You can also use the shorter form of:

/home/backups/backup_scripts/backup.sh &>> /var/log/backups/backup.log

&>>file is semantically equivalent to >>file 2>&1

This happened because of the order of the redirections. The 2>&1 means "redirect standard error to the current location of standard out". They are processed left to right so first standard error is redirected to the current standard out (still the terminal) then standard out is redirected to a file. If you switch the order to read

/home/backups/backup_scripts/backup.sh >> /var/log/backups/backup.log 2>&1

it should do what you want. If your shell is bash it has a shortcut to redirect standard out and standard error at the same time: command &> file redirects them both to a file and command &>> file appends both to a file. This order dependency is also mentioned in the bash manual

Note that the order of redirections is significant. For example, the command

 ls > dirlist 2>&1 

directs both standard output and standard error to the file dirlist, while the command

 ls 2>&1 > dirlist 

directs only the standard output to file dirlist, because the standard error was duplicated from the standard output before the standard output was redirected to dirlist.

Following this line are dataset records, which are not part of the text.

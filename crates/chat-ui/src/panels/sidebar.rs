//! Sidebar: "New Chat" and the conversation list, newest first.

use egui::{self, RichText, ScrollArea, Sense, Vec2};
use crate::panels::UiAction;
use crate::theme::*;
use crate::view::SidebarEntry;

pub fn sidebar_panel(ui: &mut egui::Ui, entries: &[SidebarEntry]) -> Option<UiAction> {
    let mut action = None;

    egui::Frame::default()
        .fill(SIDEBAR_FILL)
        .inner_margin(FRAME_MARGIN)
        .show(ui, |ui| {
            ui.vertical(|ui| {
                let new_chat = ui.add(
                    egui::Button::new(RichText::new("+ New Chat").color(ON_ACCENT).strong())
                        .fill(ACCENT)
                        .corner_radius(CONTROL_ROUNDING)
                        .min_size(Vec2::new(ui.available_width(), 32.0)),
                );
                if new_chat.clicked() {
                    action = Some(UiAction::NewChat);
                }

                ui.add_space(8.0);
                ui.label(RichText::new("Conversations").color(MUTED).small());
                ui.separator();

                if entries.is_empty() {
                    ui.label(
                        RichText::new("No conversations yet")
                            .color(MUTED)
                            .italics(),
                    );
                    return;
                }

                ScrollArea::vertical()
                    .auto_shrink([false, false])
                    .show(ui, |ui| {
                        for entry in entries {
                            if sidebar_item(ui, entry) {
                                action = Some(UiAction::Select(entry.id.clone()));
                            }
                        }
                    });
            });
        });

    action
}

/// One row; true when clicked
fn sidebar_item(ui: &mut egui::Ui, entry: &SidebarEntry) -> bool {
    let (fill, text) = if entry.active {
        (ACCENT_SOFT, INK)
    } else {
        (SIDEBAR_FILL, MUTED)
    };

    let response = egui::Frame::default()
        .fill(fill)
        .corner_radius(CONTROL_ROUNDING)
        .inner_margin(BUBBLE_MARGIN)
        .show(ui, |ui| {
            ui.set_width(ui.available_width());
            ui.label(RichText::new(&entry.title).color(text));
        })
        .response
        .interact(Sense::click())
        .on_hover_cursor(egui::CursorIcon::PointingHand);

    response.clicked()
}
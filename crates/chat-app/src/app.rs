//! Main egui application: composes the panels and drives the controller.

use std::rc::Rc;

use egui::{self, CentralPanel, SidePanel};

use chat_core::controller::ConversationController;
use chat_core::event_bus::EventBus;
use chat_core::state::ChatState;
use chat_platform::navigation::{current_route, BrowserNavigator, RouteWatcher};
use chat_platform::{BrowserSpawner, HttpBackend};
use chat_types::config::ClientConfig;
use chat_types::library::{CandidateFilter, TemplateFilter};
use chat_ui::panels::{conversation, library, sidebar, UiAction};
use chat_ui::state::UiState;
use chat_ui::theme;
use chat_ui::view::FrameView;

pub struct ChatApp {
    ui_state: UiState,
    controller: Rc<ConversationController>,
    routes: Option<RouteWatcher>,
    first_frame: bool,
}

impl ChatApp {
    pub fn new(cc: &eframe::CreationContext<'_>, config: ClientConfig) -> Self {
        let backend = Rc::new(HttpBackend::new(config));

        // chunks arrive between frames; wake egui for each
        let events = EventBus::new();
        let ctx = cc.egui_ctx.clone();
        events.set_notifier(move || ctx.request_repaint());

        let controller = Rc::new(ConversationController::new(
            ChatState::shared(),
            backend.clone(),
            backend,
            Rc::new(BrowserNavigator::new()),
            Rc::new(BrowserSpawner),
            events,
        ));

        let routes = match RouteWatcher::install() {
            Ok(watcher) => Some(watcher),
            Err(e) => {
                log::warn!("Back/forward navigation unavailable: {}", e);
                None
            }
        };

        controller.start(current_route());

        Self {
            ui_state: UiState::new(),
            controller,
            routes,
            first_frame: true,
        }
    }

    fn handle(&mut self, action: UiAction) {
        match action {
            UiAction::NewChat => self.controller.new_chat(),
            UiAction::Select(id) => self.controller.select_conversation(&id),
            UiAction::Send(text) => {
                let outcome = self.controller.send(&text);
                if !outcome.is_sent() {
                    log::debug!("Send not dispatched: {:?}", outcome);
                }
            }
            UiAction::Attach(kind, id) => self.controller.attach(kind, id),
            UiAction::ClearAttachments => self.controller.clear_attachments(),
            UiAction::Upload(upload) => {
                let controller = self.controller.clone();
                wasm_bindgen_futures::spawn_local(async move {
                    if let Ok(descriptor) = controller.attach_upload(upload).await {
                        log::info!("Attached upload {}", descriptor.id);
                    }
                });
            }
            UiAction::LoadTemplates { job_title } => {
                let controller = self.controller.clone();
                let filter = TemplateFilter {
                    job_title,
                    ..TemplateFilter::default()
                };
                wasm_bindgen_futures::spawn_local(async move {
                    controller.load_templates(&filter).await;
                });
            }
            UiAction::LoadCandidates { search } => {
                let controller = self.controller.clone();
                let filter = CandidateFilter {
                    search,
                    ..CandidateFilter::default()
                };
                wasm_bindgen_futures::spawn_local(async move {
                    controller.load_candidates(&filter).await;
                });
            }
        }
    }
}

impl eframe::App for ChatApp {
    fn update(&mut self, ctx: &egui::Context, _frame: &mut eframe::Frame) {
        if self.first_frame {
            theme::apply_theme(ctx);
            self.first_frame = false;
        }

        let events = self.controller.events().drain();
        if !events.is_empty() {
            self.ui_state.process_events(events);
        }

        if let Some(route) = self.routes.as_ref().and_then(RouteWatcher::take) {
            self.controller.open_route(route);
        }

        let mut actions = {
            let dropped = ctx.input(|i| i.raw.dropped_files.clone());
            library::dropped_uploads(&dropped, self.ui_state.upload_kind)
        };

        // snapshot, so no borrow of the shared state outlives this line
        let view = FrameView::project(&self.controller.state().borrow());

        SidePanel::left("sidebar")
            .exact_width(theme::SIDEBAR_WIDTH)
            .resizable(false)
            .show(ctx, |ui| {
                actions.extend(sidebar::sidebar_panel(ui, &view.sidebar));
            });

        if self.ui_state.show_library {
            SidePanel::right("library")
                .min_width(240.0)
                .max_width(320.0)
                .show(ctx, |ui| {
                    actions.extend(library::library_panel(ui, &mut self.ui_state, &view));
                });
        }

        CentralPanel::default().show(ctx, |ui| {
            actions.extend(conversation::conversation_panel(ui, &mut self.ui_state, &view));
        });

        for action in actions {
            self.handle(action);
        }
    }
}

impl Drop for ChatApp {
    fn drop(&mut self) {
        // the view is going away; stop any reply mid-stream
        self.controller.teardown();
    }
}
//! Uploaded documents and the template / candidate libraries they feed.
//! These sit beside the conversation core: an upload yields an id that a
//! later send references through `SendMetadata`.

use serde::{Deserialize, Serialize};
use serde_json::{Map, Value};

/// What an uploaded file is used as
#[derive(Debug, Clone, Copy, PartialEq, Eq, Serialize, Deserialize)]
#[serde(rename_all = "lowercase")]
pub enum UploadKind {
    Resume,
    Template,
}

impl UploadKind {
    pub fn as_str(&self) -> &'static str {
        match self {
            UploadKind::Resume => "resume",
            UploadKind::Template => "template",
        }
    }
}

/// A file selected by the user, ready to be sent as multipart form data
#[derive(Debug, Clone)]
pub struct FileUpload {
    pub file_name: String,
    pub bytes: Vec<u8>,
    pub kind: UploadKind,
}

/// Backend acknowledgement of an upload
#[derive(Debug, Clone, PartialEq, Serialize, Deserialize)]
pub struct UploadDescriptor {
    pub id: String,
    #[serde(flatten)]
    pub extra: Map<String, Value>,
}

/// References carried alongside a user message
#[derive(Debug, Clone, Default, PartialEq, Eq, Serialize, Deserialize)]
pub struct SendMetadata {
    #[serde(skip_serializing_if = "Option::is_none")]
    pub resume_id: Option<String>,
    #[serde(skip_serializing_if = "Option::is_none")]
    pub template_id: Option<String>,
}

impl SendMetadata {
    pub fn is_empty(&self) -> bool {
        self.resume_id.is_none() && self.template_id.is_none()
    }
}

#[derive(Debug, Clone, PartialEq, Eq)]
pub struct TemplateFilter {
    pub active_only: bool,
    pub limit: u32,
    pub offset: u32,
    pub job_title: Option<String>,
}

impl Default for TemplateFilter {
    fn default() -> Self {
        Self {
            active_only: true,
            limit: 50,
            offset: 0,
            job_title: None,
        }
    }
}

impl TemplateFilter {
    pub fn query_pairs(&self) -> Vec<(&'static str, String)> {
        let mut pairs = vec![
            ("active_only", self.active_only.to_string()),
            ("limit", self.limit.to_string()),
            ("offset", self.offset.to_string()),
        ];
        if let Some(ref title) = self.job_title {
            pairs.push(("job_title", title.clone()));
        }
        pairs
    }
}

#[derive(Debug, Clone, PartialEq, Eq)]
pub struct CandidateFilter {
    pub limit: u32,
    pub offset: u32,
    pub search: Option<String>,
    pub skills: Option<String>,
    pub min_experience: Option<u32>,
}

impl Default for CandidateFilter {
    fn default() -> Self {
        Self {
            limit: 50,
            offset: 0,
            search: None,
            skills: None,
            min_experience: None,
        }
    }
}

impl CandidateFilter {
    pub fn query_pairs(&self) -> Vec<(&'static str, String)> {
        let mut pairs = vec![
            ("limit", self.limit.to_string()),
            ("offset", self.offset.to_string()),
        ];
        if let Some(ref search) = self.search {
            pairs.push(("search", search.clone()));
        }
        if let Some(ref skills) = self.skills {
            pairs.push(("skills", skills.clone()));
        }
        // zero means "no minimum"
        if let Some(years) = self.min_experience.filter(|y| *y > 0) {
            pairs.push(("min_experience", years.to_string()));
        }
        pairs
    }
}

/// A job-description template
#[derive(Debug, Clone, PartialEq, Serialize, Deserialize)]
pub struct Template {
    pub id: String,
    #[serde(default)]
    pub name: Option<String>,
    #[serde(default)]
    pub job_title: Option<String>,
    #[serde(flatten)]
    pub extra: Map<String, Value>,
}

/// A candidate profile with a stored resume
#[derive(Debug, Clone, PartialEq, Serialize, Deserialize)]
pub struct Candidate {
    pub id: String,
    #[serde(default)]
    pub name: Option<String>,
    #[serde(default)]
    pub skills: Vec<String>,
    #[serde(flatten)]
    pub extra: Map<String, Value>,
}
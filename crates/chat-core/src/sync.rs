//! Reconciliation with the backend: the conversation list refresh and the
//! one-time history load. Failures end here as log lines and events.

use chat_types::{conversation::ConversationId, event::ChatEvent};
use crate::event_bus::EventBus;
use crate::ports::ChatBackendPort;
use crate::state::SharedState;

/// Result of a `load_history` call
#[derive(Debug, Clone, PartialEq, Eq)]
pub enum LoadOutcome {
    Loaded(usize),
    /// Minted locally; the backend has nothing yet
    SkippedLocal,
    SkippedAlreadyLoaded,
    /// Not in the known conversation list (yet)
    SkippedUnlisted,
    /// Another fetch for the same id has not returned
    SkippedInFlight,
    Failed,
}

/// Fetch the conversation list and merge it into the registry.
pub async fn refresh_conversations(
    state: &SharedState,
    backend: &dyn ChatBackendPort,
    events: &EventBus,
) -> bool {
    match backend.list_conversations().await {
        Ok(summaries) => {
            let count = summaries.len();
            state.borrow_mut().registry.merge_list(summaries);
            events.emit(ChatEvent::ConversationsRefreshed { count });
            true
        }
        Err(e) => {
            log::warn!("Conversation list refresh failed: {}", e);
            events.emit(ChatEvent::BackendError {
                context: "list conversations".to_string(),
                message: e.to_string(),
            });
            false
        }
    }
}

/// Fetch and install the history of `id` unless the guards say otherwise.
/// A single attempt; on failure the load guard stays open for a later visit.
pub async fn load_history(
    state: &SharedState,
    backend: &dyn ChatBackendPort,
    events: &EventBus,
    id: &ConversationId,
) -> LoadOutcome {
    {
        let mut st = state.borrow_mut();
        if st.registry.is_local_unconfirmed(id) {
            return LoadOutcome::SkippedLocal;
        }
        if st.store.is_loaded(id) {
            return LoadOutcome::SkippedAlreadyLoaded;
        }
        if !st.registry.contains_conversation(id) {
            return LoadOutcome::SkippedUnlisted;
        }
        if !st.store.begin_load(id) {
            return LoadOutcome::SkippedInFlight;
        }
    }

    match backend.get_messages(id).await {
        Ok(messages) => {
            let count = messages.len();
            {
                let mut st = state.borrow_mut();
                // a send may have landed while the fetch was out
                st.store.merge_history(id, messages);
                st.store.mark_loaded(id);
            }
            log::info!("Loaded {} messages for {}", count, id);
            events.emit(ChatEvent::HistoryLoaded {
                conversation_id: id.clone(),
                count,
            });
            LoadOutcome::Loaded(count)
        }
        Err(e) => {
            state.borrow_mut().store.abandon_load(id);
            log::error!("Failed to load messages for {}: {}", id, e);
            events.emit(ChatEvent::BackendError {
                context: format!("load messages {}", id),
                message: e.to_string(),
            });
            LoadOutcome::Failed
        }
    }
}
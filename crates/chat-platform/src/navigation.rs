//! Route sync with the address bar through the History API.

use std::cell::RefCell;
use std::rc::Rc;

use wasm_bindgen::prelude::*;
use web_sys::{Event, Window};

use chat_core::ports::NavigatorPort;
use chat_types::{
    ChatError, Result,
    route::{HistoryMode, Route},
};

fn window() -> Result<Window> {
    web_sys::window().ok_or_else(|| ChatError::JsInterop("no window".to_string()))
}

/// Route for the path currently in the address bar.
///
/// Paths outside the chat surface land on the index (and so on `/chat/new`).
pub fn current_route() -> Route {
    let path = window().and_then(|w| {
        w.location()
            .pathname()
            .map_err(|e| ChatError::JsInterop(format!("{:?}", e)))
    });
    match path {
        Ok(path) => route_or_index(&path),
        Err(e) => {
            log::warn!("Could not read location: {}", e);
            Route::Index
        }
    }
}

pub fn route_or_index(path: &str) -> Route {
    path.parse().unwrap_or_else(|e: ChatError| {
        log::warn!("{}; falling back to /chat", e);
        Route::Index
    })
}

#[derive(Debug, Default, Clone, Copy)]
pub struct BrowserNavigator;

impl BrowserNavigator {
    pub fn new() -> Self {
        Self
    }

    fn apply(&self, route: &Route, mode: HistoryMode) -> Result<()> {
        let history = window()?
            .history()
            .map_err(|e| ChatError::JsInterop(format!("history: {:?}", e)))?;
        let path = route.path();
        let result = match mode {
            HistoryMode::Push => history.push_state_with_url(&JsValue::NULL, "", Some(&path)),
            HistoryMode::Replace => history.replace_state_with_url(&JsValue::NULL, "", Some(&path)),
        };
        result.map_err(|e| ChatError::JsInterop(format!("{:?} {}: {:?}", mode, path, e)))
    }
}

impl NavigatorPort for BrowserNavigator {
    fn navigate(&self, route: &Route, mode: HistoryMode) {
        if let Err(e) = self.apply(route, mode) {
            log::warn!("Navigation failed: {}", e);
        }
    }
}

/// Collects back/forward navigations (`popstate`) until the UI picks them up.
pub struct RouteWatcher {
    pending: Rc<RefCell<Option<Route>>>,
    listener: Closure<dyn FnMut(Event)>,
}

impl RouteWatcher {
    pub fn install() -> Result<Self> {
        let pending = Rc::new(RefCell::new(None));

        let slot = pending.clone();
        let listener = Closure::wrap(Box::new(move |_event: Event| {
            *slot.borrow_mut() = Some(current_route());
        }) as Box<dyn FnMut(Event)>);

        window()?
            .add_event_listener_with_callback("popstate", listener.as_ref().unchecked_ref())
            .map_err(|e| ChatError::JsInterop(format!("popstate listener: {:?}", e)))?;

        Ok(Self { pending, listener })
    }

    /// The latest route the user moved to, if any since the last call
    pub fn take(&self) -> Option<Route> {
        self.pending.borrow_mut().take()
    }
}

impl Drop for RouteWatcher {
    fn drop(&mut self) {
        if let Ok(window) = window() {
            let _ = window.remove_event_listener_with_callback(
                "popstate",
                self.listener.as_ref().unchecked_ref(),
            );
        }
    }
}
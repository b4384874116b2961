//! Light chat palette: gray surfaces, blue for the user and for actions.

use egui::{Color32, CornerRadius, Margin, Stroke, Vec2, Visuals};

// Surfaces
pub const CANVAS: Color32 = Color32::WHITE;
pub const SIDEBAR_FILL: Color32 = Color32::from_rgb(243, 244, 246);
pub const CARD_FILL: Color32 = Color32::from_rgb(249, 250, 251);
pub const CONTROL_FILL: Color32 = Color32::from_rgb(229, 231, 235);
pub const BORDER: Color32 = Color32::from_rgb(209, 213, 219);

// Bubbles
pub const USER_BUBBLE: Color32 = Color32::from_rgb(59, 130, 246);
pub const ASSISTANT_BUBBLE: Color32 = SIDEBAR_FILL;
pub const FAILED_BUBBLE: Color32 = Color32::from_rgb(254, 242, 242);

// Text
pub const INK: Color32 = Color32::from_rgb(17, 24, 39);
pub const MUTED: Color32 = Color32::from_rgb(107, 114, 128);
pub const ON_ACCENT: Color32 = Color32::WHITE;

// Accents and status
pub const ACCENT: Color32 = USER_BUBBLE;
pub const ACCENT_PRESSED: Color32 = Color32::from_rgb(37, 99, 235);
pub const ACCENT_SOFT: Color32 = Color32::from_rgb(219, 234, 254);
pub const READY: Color32 = Color32::from_rgb(22, 163, 74);
pub const BUSY: Color32 = Color32::from_rgb(217, 119, 6);
pub const DANGER: Color32 = Color32::from_rgb(239, 68, 68);

pub const CONTROL_ROUNDING: CornerRadius = CornerRadius::same(8);
pub const BUBBLE_ROUNDING: CornerRadius = CornerRadius::same(12);
pub const FRAME_MARGIN: Margin = Margin::symmetric(14, 10);
pub const BUBBLE_MARGIN: Margin = Margin::symmetric(12, 8);
pub const SIDEBAR_WIDTH: f32 = 256.0;

pub fn apply_theme(ctx: &egui::Context) {
    let mut visuals = Visuals::light();
    visuals.panel_fill = CANVAS;
    visuals.window_fill = CARD_FILL;
    visuals.extreme_bg_color = CANVAS;
    visuals.window_stroke = Stroke::new(1.0, BORDER);

    let widgets = &mut visuals.widgets;
    widgets.noninteractive.bg_stroke = Stroke::new(1.0, BORDER);
    widgets.inactive.bg_fill = CONTROL_FILL;
    widgets.inactive.weak_bg_fill = CONTROL_FILL;
    widgets.inactive.fg_stroke = Stroke::new(1.0, INK);
    widgets.hovered.bg_fill = ACCENT_SOFT;
    widgets.hovered.weak_bg_fill = ACCENT_SOFT;
    widgets.hovered.bg_stroke = Stroke::new(1.0, ACCENT);
    widgets.active.bg_fill = ACCENT_PRESSED;
    widgets.active.weak_bg_fill = ACCENT_PRESSED;
    widgets.active.fg_stroke = Stroke::new(1.0, ON_ACCENT);

    visuals.selection.bg_fill = ACCENT_SOFT;
    visuals.selection.stroke = Stroke::new(1.0, ACCENT_PRESSED);
    visuals.text_cursor.stroke = Stroke::new(2.0, ACCENT);

    ctx.set_theme(egui::Theme::Light);
    ctx.set_visuals(visuals);
    ctx.style_mut(|style| {
        style.spacing.item_spacing = Vec2::new(6.0, 8.0);
        style.spacing.button_padding = Vec2::new(10.0, 4.0);
    });
}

I think there is some misunderstanding of how file descriptors and redirection works. The kernel has a big table of all the open files on the system that contains the file offset, status flags, and the name of the file itself. Then each process has a table that maps file descriptor numbers to the entries in this global table.

Before any redirections happen the global table might look something like this

A: TERMINAL

and the process table looks like

0: A
1: A
2: A

since descriptor numbers 0, 1, and 2 are stdin, stdout, and stderr respectively.

Then the 2>&1 redirection is processed. This changes the process table so that 2 contains points to the same global entry as 1. However, they are already the same so nothing happens.

When the >> /var/log/backups/backup.log redirection is processed. First the file is opened and assigned to file descriptor 3 in the process table so the tables look like

A: TERMINAL
B: /var/log/backups/backup.log

and

0: A
1: A
2: A
3: B

then standard out is changed to point to the newly opened file (as if 1>&3 were done) so the process table is now

0: A
1: B
2: A
3: B

Note that 2 (stderr) is still pointing to the terminal.

When the redirections are done in the other order, the table after >> /var/log/backups/backup.log looks the same.

0: A
1: B
2: A
3: B

and then the 2>&1 redirection changes what 2 points to giving

0: A
1: B
2: B
3: B

so now stdout and stderr both go to the file.